#### [Exercise requirements]
Output every line below without omitting or altering anything.

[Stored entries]
»»

use chrono::{DateTime, Utc};
use sea_orm::entity::prelude::*;
use serde::{Deserialize, Serialize};

pub const ADMIN_ROLE: &str = "admin";

/// The `users` table.
#[derive(Clone, Debug, PartialEq, Eq, DeriveEntityModel, Serialize, Deserialize)]
#[sea_orm(table_name = "users")]
pub struct Model {
    #[sea_orm(primary_key)]
    pub id: i32,
    #[sea_orm(unique)]
    pub username: String,
    #[serde(skip_serializing)]
    pub password_hash: String,
    pub role: String,
    pub created_at: DateTime<Utc>,
}

#[derive(Copy, Clone, Debug, EnumIter, DeriveRelation)]
pub enum Relation {}

impl ActiveModelBehavior for ActiveModel {}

««

#### [Worked solution]
use chrono::{DateTime, Utc};
use sea_orm::entity::prelude::*;
use serde::{Deserialize, Serialize};

pub const ADMIN_ROLE: &str = "admin";

/// The `users` table.
#[derive(Clone, Debug, PartialEq, Eq, DeriveEntityModel, Serialize, Deserialize)]
#[sea_orm(table_name = "users")]
pub struct Model {
    #[sea_orm(primary_key)]
    pub id: i32,
    #[sea_orm(unique)]
    pub username: String,
    #[serde(skip_serializing)]
    pub password_hash: String,
    pub role: String,
    pub created_at: DateTime<Utc>,
}

#[derive(Copy, Clone, Debug, EnumIter, DeriveRelation)]
pub enum Relation {}

impl ActiveModelBehavior for ActiveModel {}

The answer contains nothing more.